Philomène, c'est forcément un nom de vieille dame, mais quelle vieille dame ! Elle est, au dire de son compagnon de voyage, un journaliste cynique et désabusé, "un parfait exemple de ce que la religion la télévision et les romans à l'eau de rose peuvent faire sur un cerveau humain."

Car bigote, elle l'est en effet, bien qu'elle ait toutes les raisons de haïr la religion et les religieuses qui l'ont obligée, alors qu'elle avait à peine 16 ans, à abandonner son enfant  "conçu dans le péché" et ont toujours refusé, lorsqu'elle en a fait la demande des années plus tard, de lui donner la moindre information qui lui aurait permis de retrouver son fils.
50 ans plus tard, aidée par un journaliste en mal d'emploi - passablement prétentieux et réticent à traiter d'un "sujet de société," lui qui il y peu encore jouait les spin doctors pour le premier ministre - elle part sur les traces de ce fils auquel elle n'a cessé de penser, année après année.
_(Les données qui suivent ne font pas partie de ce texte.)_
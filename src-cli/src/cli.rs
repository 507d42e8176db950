//! コマンドライン引数。
//!
//! ```bash
//! quote-narrator --mode recommendations
//! quote-narrator --poll-interval 30 --speech-backend log
//! quote-narrator --config ./settings.json --log-level debug
//! ```

use std::path::PathBuf;

use clap::Parser;

use qn_core::domain::error::AppError;
use qn_core::domain::settings::AppSettings;

/// 有効化すると名言を定期取得して読み上げるターミナルアプリ
#[derive(Parser, Debug, Clone, Default)]
#[command(name = "quote-narrator")]
#[command(version)]
#[command(about = "Quote feed with spoken narration", long_about = None)]
pub struct Args {
    /// 設定ファイル（未指定時は QN_CONFIG、次に標準の設定ディレクトリ）
    #[arg(short, long, value_name = "FILE")]
    pub config: Option<PathBuf>,

    /// ログレベル: error, warn, info, debug, trace
    #[arg(long, default_value = "info", value_name = "LEVEL")]
    pub log_level: String,

    /// 表示モード: quotes | recommendations
    #[arg(short, long, value_name = "MODE")]
    pub mode: Option<String>,

    /// 名言の取得間隔（秒）
    #[arg(long, value_name = "SECS")]
    pub poll_interval: Option<u64>,

    /// 読み上げバックエンド: command | log
    #[arg(long, value_name = "BACKEND")]
    pub speech_backend: Option<String>,

    /// 名言 API のエンドポイント
    #[arg(long, value_name = "URL")]
    pub endpoint: Option<String>,

    /// 画面を JSON で出力する
    #[arg(long)]
    pub json: bool,
}

impl Args {
    /// env_logger 用のフィルタ文字列
    pub fn log_filter(&self) -> &str {
        match self.log_level.to_lowercase().as_str() {
            "error" => "error",
            "warn" | "warning" => "warn",
            "debug" => "debug",
            "trace" => "trace",
            _ => "info",
        }
    }

    /// 設定ファイル・環境変数の値をフラグで上書きする
    pub fn apply(&self, mut settings: AppSettings) -> Result<AppSettings, AppError> {
        if let Some(mode) = &self.mode {
            settings.content_mode = mode.parse()?;
        }
        if let Some(secs) = self.poll_interval {
            settings.poll_interval_secs = secs;
        }
        if let Some(backend) = &self.speech_backend {
            settings.speech_backend = backend.parse()?;
        }
        if let Some(endpoint) = &self.endpoint {
            settings.quote_endpoint = endpoint.clone();
        }
        Ok(settings)
    }
}
pub mod controller;
pub mod narration_queue;
pub mod poller;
Le film de Stephen Frears s'inspire d'un fait réel. Sans doute. Mais ce qui m'importe c'est ce qu'il en fait. Or Philoména est avant tout un pamphlet virulent contre la religion, ou plutôt contre l'interprétation qui en est faite par des êtres frustrés et malfaisanst comme le montre la scène de rage de la vieille religieuse qui, même arrivée au bout de sa vie, continue de vouloir punir Philomena comme si elle n'avait pas déjà suffisamment souffert dans son corps et dans son âme. 
Le propos de Stephen Frears a de quoi réjouir les mécréants et choquer, sans doute, les âmes pieuses. C'est pourquoi très habilement le réalisateur construit son film autour du "couple" formé par le journaliste et la vielle dame, lui, le jeune intello sorti "d'Oxbridge, habitué des vols internationaux et des grands hôtels ; elle un modeste vieille dame, un rien obstinée qui juge avec son coeur plus qu'avec son intelligence. Le procédé a déjà beaucoup servi, il est vrai , mais il fonctionne ici parfaitement, sans doute grâce aux talents des deux acteurs, Judi Dench et Steve Coogan.



11 janvier 2014

Fruitvale station

C'est l'histoire d'un type qui s'est trouvé au mauvais endroit, au mauvais moment. En l'occurrence Fruitvale station la nuit du 31 décembre 2009.  Sans doute avait-il aussi la mauvaise couleur. Un jeune homme  de 22 ans qui n'était certainement pas un ange et avait déjà commis suffisamment de délits pour se retrouver en prison à plusieurs reprises. Un impulsif plus qu'un mauvais bougre, la tête près du bonnet. Mais il avait décidé de changer. De s'amender. Et n'en a pas eu le temps.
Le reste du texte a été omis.